■ BRIEF ■
Scan the records beneath this line for the line holding "is the refill" and the line holding "let decoder = AudioDecoder::open(&path)?;", then transcribe exactly those two and all lines between.

(Records from a collection)
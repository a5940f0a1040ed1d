//! Loaded sound storage and per-sound voices
//!
//! Sounds are fully decoded clips held in a slot arena and addressed by
//! generational [`Sound`] handles. A handle that outlives its sound (or was
//! never valid) is simply ignored by every operation, so callers can hold
//! handles without worrying about use-after-unload.
//!
//! Each sound owns exactly one voice: playing a sound that is already
//! playing restarts it from the beginning rather than layering a second
//! copy.

use crate::audio::types::{AudioClip, AudioFrame, PlaybackState};
use tracing::debug;

/// Lowest pitch accepted; zero would freeze the cursor forever.
const MIN_PITCH: f32 = 0.001;

/// Handle to a loaded sound.
///
/// Copyable and cheap; remains safe to use after the sound is unloaded
/// (operations on a stale handle do nothing).
#[derive(Debug, Clone, Copy, PartialEq, Eq, Hash)]
pub struct Sound {
    index: u32,
    generation: u32,
}

impl Sound {
    /// Handle that never refers to a loaded sound.
    pub const INVALID: Sound = Sound {
        index: u32::MAX,
        generation: 0,
    };
}

/// Playback state of one sound's voice.
struct Voice {
    clip: AudioClip,
    state: PlaybackState,

    /// Fractional frame position into the clip
    cursor: f64,

    volume: f32,
    pitch: f32,
}

impl Voice {
    fn new(clip: AudioClip) -> Self {
        Self {
            clip,
            state: PlaybackState::Stopped,
            cursor: 0.0,
            volume: 1.0,
            pitch: 1.0,
        }
    }

    /// Produce the next output frame and advance the cursor.
    ///
    /// The cursor steps by `pitch * clip_rate / output_rate`, which folds
    /// sample-rate conversion and pitch shift into one linear-interpolation
    /// read. Reaching the end of the clip stops the voice.
    fn next_frame(&mut self, output_rate: u32) -> AudioFrame {
        if self.state != PlaybackState::Playing {
            return AudioFrame::zero();
        }

        let index = self.cursor as usize;
        let frac = (self.cursor - index as f64) as f32;

        let current = match self.clip.frame(index) {
            Some(frame) => frame,
            None => {
                self.state = PlaybackState::Stopped;
                self.cursor = 0.0;
                return AudioFrame::zero();
            }
        };
        let next = self.clip.frame(index + 1).unwrap_or(current);

        let mut frame = AudioFrame {
            left: current.left + (next.left - current.left) * frac,
            right: current.right + (next.right - current.right) * frac,
        };
        frame.apply_volume(self.volume);

        let step = self.pitch as f64 * self.clip.sample_rate as f64 / output_rate as f64;
        self.cursor += step;

        if self.cursor >= self.clip.frames() as f64 {
            self.state = PlaybackState::Stopped;
            self.cursor = 0.0;
        }

        frame
    }
}

struct Slot {
    generation: u32,
    voice: Option<Voice>,
}

/// Arena of loaded sounds.
///
/// Slots are reused after unload; the generation counter in each slot is
/// bumped on removal so handles to the old occupant stop matching.
pub struct SoundBank {
    slots: Vec<Slot>,
    free: Vec<u32>,
}

impl SoundBank {
    pub fn new() -> Self {
        Self {
            slots: Vec::new(),
            free: Vec::new(),
        }
    }

    /// Store a decoded clip and return its handle.
    pub fn insert(&mut self, clip: AudioClip) -> Sound {
        debug!(
            "Loading sound: {} frames at {} Hz",
            clip.frames(),
            clip.sample_rate
        );

        match self.free.pop() {
            Some(index) => {
                let slot = &mut self.slots[index as usize];
                slot.voice = Some(Voice::new(clip));
                Sound {
                    index,
                    generation: slot.generation,
                }
            }
            None => {
                let index = self.slots.len() as u32;
                self.slots.push(Slot {
                    generation: 0,
                    voice: Some(Voice::new(clip)),
                });
                Sound {
                    index,
                    generation: 0,
                }
            }
        }
    }

    /// Unload a sound. Returns false for a stale or invalid handle.
    pub fn remove(&mut self, sound: Sound) -> bool {
        match self.slot_mut(sound) {
            Some(index) => {
                let slot = &mut self.slots[index];
                slot.voice = None;
                slot.generation = slot.generation.wrapping_add(1);
                self.free.push(sound.index);
                true
            }
            None => false,
        }
    }

    /// Whether the handle refers to a currently loaded sound.
    pub fn contains(&self, sound: Sound) -> bool {
        self.slots
            .get(sound.index as usize)
            .map(|slot| slot.generation == sound.generation && slot.voice.is_some())
            .unwrap_or(false)
    }

    /// Number of loaded sounds.
    pub fn len(&self) -> usize {
        self.slots.iter().filter(|s| s.voice.is_some()).count()
    }

    pub fn is_empty(&self) -> bool {
        self.len() == 0
    }

    /// Start the sound.
    ///
    /// Stopped sounds start from the beginning, paused sounds resume at
    /// their position, and playing sounds restart from the beginning.
    pub fn play(&mut self, sound: Sound) {
        if let Some(voice) = self.voice_mut(sound) {
            match voice.state {
                PlaybackState::Stopped | PlaybackState::Playing => {
                    voice.cursor = 0.0;
                    voice.state = PlaybackState::Playing;
                }
                PlaybackState::Paused => {
                    voice.state = PlaybackState::Playing;
                }
            }
        }
    }

    /// Pause a playing sound, keeping its position.
    pub fn pause(&mut self, sound: Sound) {
        if let Some(voice) = self.voice_mut(sound) {
            if voice.state == PlaybackState::Playing {
                voice.state = PlaybackState::Paused;
            }
        }
    }

    /// Resume a paused sound at its position.
    pub fn resume(&mut self, sound: Sound) {
        if let Some(voice) = self.voice_mut(sound) {
            if voice.state == PlaybackState::Paused {
                voice.state = PlaybackState::Playing;
            }
        }
    }

    /// Stop the sound and rewind it.
    pub fn stop(&mut self, sound: Sound) {
        if let Some(voice) = self.voice_mut(sound) {
            voice.state = PlaybackState::Stopped;
            voice.cursor = 0.0;
        }
    }

    pub fn is_playing(&self, sound: Sound) -> bool {
        self.voice(sound)
            .map(|v| v.state == PlaybackState::Playing)
            .unwrap_or(false)
    }

    pub fn state(&self, sound: Sound) -> PlaybackState {
        self.voice(sound)
            .map(|v| v.state)
            .unwrap_or(PlaybackState::Stopped)
    }

    /// Per-sound volume, clamped to 0.0 ..= 1.0.
    pub fn set_volume(&mut self, sound: Sound, volume: f32) {
        if let Some(voice) = self.voice_mut(sound) {
            voice.volume = volume.clamp(0.0, 1.0);
        }
    }

    /// Per-sound pitch multiplier (1.0 = native speed).
    pub fn set_pitch(&mut self, sound: Sound, pitch: f32) {
        if let Some(voice) = self.voice_mut(sound) {
            voice.pitch = pitch.max(MIN_PITCH);
        }
    }

    /// Sum one output frame from every playing voice.
    pub fn mix_frame(&mut self, output_rate: u32) -> AudioFrame {
        let mut mixed = AudioFrame::zero();

        for slot in &mut self.slots {
            if let Some(voice) = slot.voice.as_mut() {
                if voice.state == PlaybackState::Playing {
                    mixed.add(&voice.next_frame(output_rate));
                }
            }
        }

        mixed
    }

    fn slot_mut(&mut self, sound: Sound) -> Option<usize> {
        let index = sound.index as usize;
        let slot = self.slots.get(index)?;
        if slot.generation == sound.generation && slot.voice.is_some() {
            Some(index)
        } else {
            None
        }
    }

    fn voice(&self, sound: Sound) -> Option<&Voice> {
        let slot = self.slots.get(sound.index as usize)?;
        if slot.generation == sound.generation {
            slot.voice.as_ref()
        } else {
            None
        }
    }

    fn voice_mut(&mut self, sound: Sound) -> Option<&mut Voice> {
        let slot = self.slots.get_mut(sound.index as usize)?;
        if slot.generation == sound.generation {
            slot.voice.as_mut()
        } else {
            None
        }
    }
}

impl Default for SoundBank {
    fn default() -> Self {
        Self::new()
    }
}

#[cfg(test)]
mod tests {
    use super::*;

    fn constant_clip(value: f32, frames: usize, rate: u32) -> AudioClip {
        AudioClip::new(vec![value; frames * 2], rate)
    }

    #[test]
    fn test_insert_and_contains() {
        let mut bank = SoundBank::new();
        let sound = bank.insert(constant_clip(0.5, 10, 44100));

        assert!(bank.contains(sound));
        assert_eq!(bank.len(), 1);
        assert!(!bank.contains(Sound::INVALID));
    }

    #[test]
    fn test_stale_handle_after_remove() {
        let mut bank = SoundBank::new();
        let first = bank.insert(constant_clip(0.5, 10, 44100));
        assert!(bank.remove(first));

        // Slot is reused, but the old handle must not resolve to it
        let second = bank.insert(constant_clip(0.25, 10, 44100));
        assert!(!bank.contains(first));
        assert!(bank.contains(second));

        // Operations on the stale handle are no-ops
        bank.play(first);
        assert!(!bank.is_playing(first));
        assert!(!bank.is_playing(second));
        assert!(!bank.remove(first));
    }

    #[test]
    fn test_play_produces_frames_then_stops() {
        let mut bank = SoundBank::new();
        let sound = bank.insert(constant_clip(0.5, 4, 44100));

        bank.play(sound);
        assert!(bank.is_playing(sound));

        for _ in 0..4 {
            let frame = bank.mix_frame(44100);
            assert!((frame.left - 0.5).abs() < 1e-6);
        }

        // Clip exhausted: voice stops and outputs silence
        assert!(!bank.is_playing(sound));
        let frame = bank.mix_frame(44100);
        assert_eq!(frame.left, 0.0);
    }

    #[test]
    fn test_pause_resume_keeps_position() {
        let mut bank = SoundBank::new();
        // Ramp 0, 1, 2, 3 in the left channel
        let clip = AudioClip::new(vec![0.0, 0.0, 1.0, 0.0, 2.0, 0.0, 3.0, 0.0], 44100);
        let sound = bank.insert(clip);

        bank.play(sound);
        bank.mix_frame(44100); // consume frame 0
        bank.pause(sound);
        assert_eq!(bank.state(sound), PlaybackState::Paused);

        // Paused voice contributes silence
        assert_eq!(bank.mix_frame(44100).left, 0.0);

        bank.resume(sound);
        let frame = bank.mix_frame(44100);
        assert!((frame.left - 1.0).abs() < 1e-6);
    }

    #[test]
    fn test_play_on_paused_resumes() {
        let mut bank = SoundBank::new();
        let clip = AudioClip::new(vec![0.0, 0.0, 1.0, 0.0, 2.0, 0.0], 44100);
        let sound = bank.insert(clip);

        bank.play(sound);
        bank.mix_frame(44100);
        bank.pause(sound);

        // Play on a paused sound resumes rather than restarting
        bank.play(sound);
        let frame = bank.mix_frame(44100);
        assert!((frame.left - 1.0).abs() < 1e-6);
    }

    #[test]
    fn test_play_on_playing_restarts() {
        let mut bank = SoundBank::new();
        let clip = AudioClip::new(vec![7.0, 0.0, 1.0, 0.0, 2.0, 0.0], 44100);
        let sound = bank.insert(clip);

        bank.play(sound);
        bank.mix_frame(44100);
        bank.mix_frame(44100);

        bank.play(sound);
        let frame = bank.mix_frame(44100);
        assert!((frame.left - 7.0).abs() < 1e-6);
    }

    #[test]
    fn test_mix_sums_concurrent_sounds() {
        let mut bank = SoundBank::new();
        let a = bank.insert(constant_clip(0.25, 8, 44100));
        let b = bank.insert(constant_clip(0.5, 8, 44100));

        bank.play(a);
        bank.play(b);

        let frame = bank.mix_frame(44100);
        assert!((frame.left - 0.75).abs() < 1e-6);
        assert!((frame.right - 0.75).abs() < 1e-6);
    }

    #[test]
    fn test_volume_scales_output() {
        let mut bank = SoundBank::new();
        let sound = bank.insert(constant_clip(0.8, 8, 44100));

        bank.set_volume(sound, 0.5);
        bank.play(sound);

        let frame = bank.mix_frame(44100);
        assert!((frame.left - 0.4).abs() < 1e-6);
    }

    #[test]
    fn test_volume_and_pitch_setters_clamp() {
        let mut bank = SoundBank::new();
        let sound = bank.insert(constant_clip(1.0, 8, 44100));

        bank.set_volume(sound, 2.0);
        bank.play(sound);
        let frame = bank.mix_frame(44100);
        assert!(frame.left <= 1.0);

        bank.set_volume(sound, -1.0);
        let frame = bank.mix_frame(44100);
        assert_eq!(frame.left, 0.0);

        // Zero pitch must not freeze the voice forever
        bank.set_pitch(sound, 0.0);
        bank.stop(sound);
        bank.play(sound);
        let before = bank.mix_frame(44100);
        let _ = before;
        assert!(bank.is_playing(sound));
    }

    #[test]
    fn test_pitch_double_finishes_in_half_the_frames() {
        let mut bank = SoundBank::new();
        let sound = bank.insert(constant_clip(0.5, 100, 44100));

        bank.set_pitch(sound, 2.0);
        bank.play(sound);

        let mut produced = 0;
        while bank.is_playing(sound) {
            bank.mix_frame(44100);
            produced += 1;
            assert!(produced < 200, "voice failed to finish");
        }

        assert_eq!(produced, 50);
    }

    #[test]
    fn test_rate_conversion_stretches_playback() {
        let mut bank = SoundBank::new();
        // 100 frames of 22.05 kHz audio played on a 44.1 kHz device
        let sound = bank.insert(constant_clip(0.5, 100, 22050));

        bank.play(sound);

        let mut produced = 0;
        while bank.is_playing(sound) {
            bank.mix_frame(44100);
            produced += 1;
            assert!(produced < 400, "voice failed to finish");
        }

        assert_eq!(produced, 200);
    }

    #[test]
    fn test_stop_rewinds() {
        let mut bank = SoundBank::new();
        let clip = AudioClip::new(vec![9.0, 0.0, 1.0, 0.0], 44100);
        let sound = bank.insert(clip);

        bank.play(sound);
        bank.mix_frame(44100);
        bank.stop(sound);
        assert_eq!(bank.state(sound), PlaybackState::Stopped);

        bank.play(sound);
        let frame = bank.mix_frame(44100);
        assert!((frame.left - 9.0).abs() < 1e-6);
    }
}
//! Streaming music
//!
//! Music is decoded incrementally instead of being loaded whole. The stream
//! owns the decoder, the resampler, and the producer half of the ring
//! buffer; the matching [`MusicChannel`] consumer half is installed in the
//! mixer. The caller must pump [`MusicStream::update`] regularly (once per
//! frame in a game loop is plenty) to keep the ring from running dry.

use crate::audio::decoder::AudioDecoder;
use crate::audio::resampler::StreamResampler;
use crate::error::Result;
use crate::mixer::MusicChannel;
use ringbuf::traits::{Observer, Producer, Split};
use ringbuf::{HeapProd, HeapRb};
use std::path::{Path, PathBuf};
use tracing::{debug, info};

/// Decode side of a streaming music track.
pub struct MusicStream {
    /// Source path, kept for loop restarts
    path: PathBuf,

    decoder: AudioDecoder,
    resampler: StreamResampler,

    /// Producer half of the ring shared with the mixer's music channel
    producer: HeapProd<f32>,

    /// Resampled samples that did not fit in the ring yet
    leftover: Vec<f32>,

    device_rate: u32,
    chunk_frames: usize,

    looping: bool,

    /// Decoder reached end of stream and the resampler tail was flushed
    finished: bool,
}

impl MusicStream {
    /// Open a music file for streaming.
    ///
    /// Returns the stream and the consumer channel to hand to the mixer.
    /// `buffer_frames` sizes the ring; `chunk_frames` is the refill
    /// granularity (both in device-rate stereo frames).
    pub fn open<P: AsRef<Path>>(
        path: P,
        device_rate: u32,
        buffer_frames: usize,
        chunk_frames: usize,
    ) -> Result<(MusicStream, MusicChannel)> {
        let path = path.as_ref().to_path_buf();
        let decoder = AudioDecoder::open(&path)?;

        let resampler = StreamResampler::new(decoder.sample_rate(), device_rate, chunk_frames)?;

        let ring = HeapRb::<f32>::new(buffer_frames * 2);
        let (producer, consumer) = ring.split();

        info!(
            "Opened music stream {}: {} Hz, {:.1} s buffer",
            path.display(),
            decoder.sample_rate(),
            buffer_frames as f32 / device_rate as f32
        );

        let stream = MusicStream {
            path,
            decoder,
            resampler,
            producer,
            leftover: Vec::new(),
            device_rate,
            chunk_frames,
            looping: false,
            finished: false,
        };

        Ok((stream, MusicChannel::new(consumer)))
    }

    /// Track length in seconds, if the container reports it.
    pub fn duration_seconds(&self) -> Option<f32> {
        self.decoder.duration_seconds()
    }

    pub fn looping(&self) -> bool {
        self.looping
    }

    /// Enable or disable seamless looping at end of stream.
    pub fn set_looping(&mut self, looping: bool) {
        self.looping = looping;
    }

    /// Whether the source is fully decoded and everything produced has been
    /// pushed into the ring. The mixer may still be draining buffered audio.
    pub fn exhausted(&self) -> bool {
        self.finished && self.leftover.is_empty()
    }

    /// Refill the ring buffer from the decoder.
    ///
    /// Decodes and resamples until the ring is full or the source ends.
    /// With looping enabled, end of stream restarts decoding from the top,
    /// so the loop seam passes through the ring without a gap.
    pub fn update(&mut self) -> Result<()> {
        loop {
            if !self.drain_leftover() {
                return Ok(());
            }

            if self.finished {
                if !self.looping {
                    return Ok(());
                }
                self.rewind()?;
            }

            // Stop decoding ahead once less than a chunk of space remains
            if self.producer.vacant_len() < self.chunk_frames * 2 {
                return Ok(());
            }

            match self.decoder.next_chunk()? {
                Some(chunk) => {
                    let resampled = self.resampler.process(&chunk)?;
                    self.leftover.extend_from_slice(&resampled);
                }
                None => {
                    let tail = self.resampler.flush()?;
                    self.leftover.extend_from_slice(&tail);
                    self.finished = true;
                    debug!("Music stream {} reached end of file", self.path.display());
                }
            }
        }
    }

    /// Restart decoding from the beginning of the file for the loop seam.
    fn rewind(&mut self) -> Result<()> {
        self.decoder = AudioDecoder::open(&self.path)?;
        self.resampler =
            StreamResampler::new(self.decoder.sample_rate(), self.device_rate, self.chunk_frames)?;
        self.finished = false;
        Ok(())
    }

    /// Push pending samples into the ring. Returns true once the leftover
    /// buffer is empty, false if the ring filled up first.
    fn drain_leftover(&mut self) -> bool {
        if self.leftover.is_empty() {
            return true;
        }

        let pushed = self.producer.push_slice(&self.leftover);
        self.leftover.drain(..pushed);
        self.leftover.is_empty()
    }
}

■ PROBLEM SOLUTION ■
    /// `buffer_frames` sizes the ring; `chunk_frames` is the refill
    /// granularity (both in device-rate stereo frames).
    pub fn open<P: AsRef<Path>>(
        path: P,
        device_rate: u32,
        buffer_frames: usize,
        chunk_frames: usize,
    ) -> Result<(MusicStream, MusicChannel)> {
        let path = path.as_ref().to_path_buf();
        let decoder = AudioDecoder::open(&path)?;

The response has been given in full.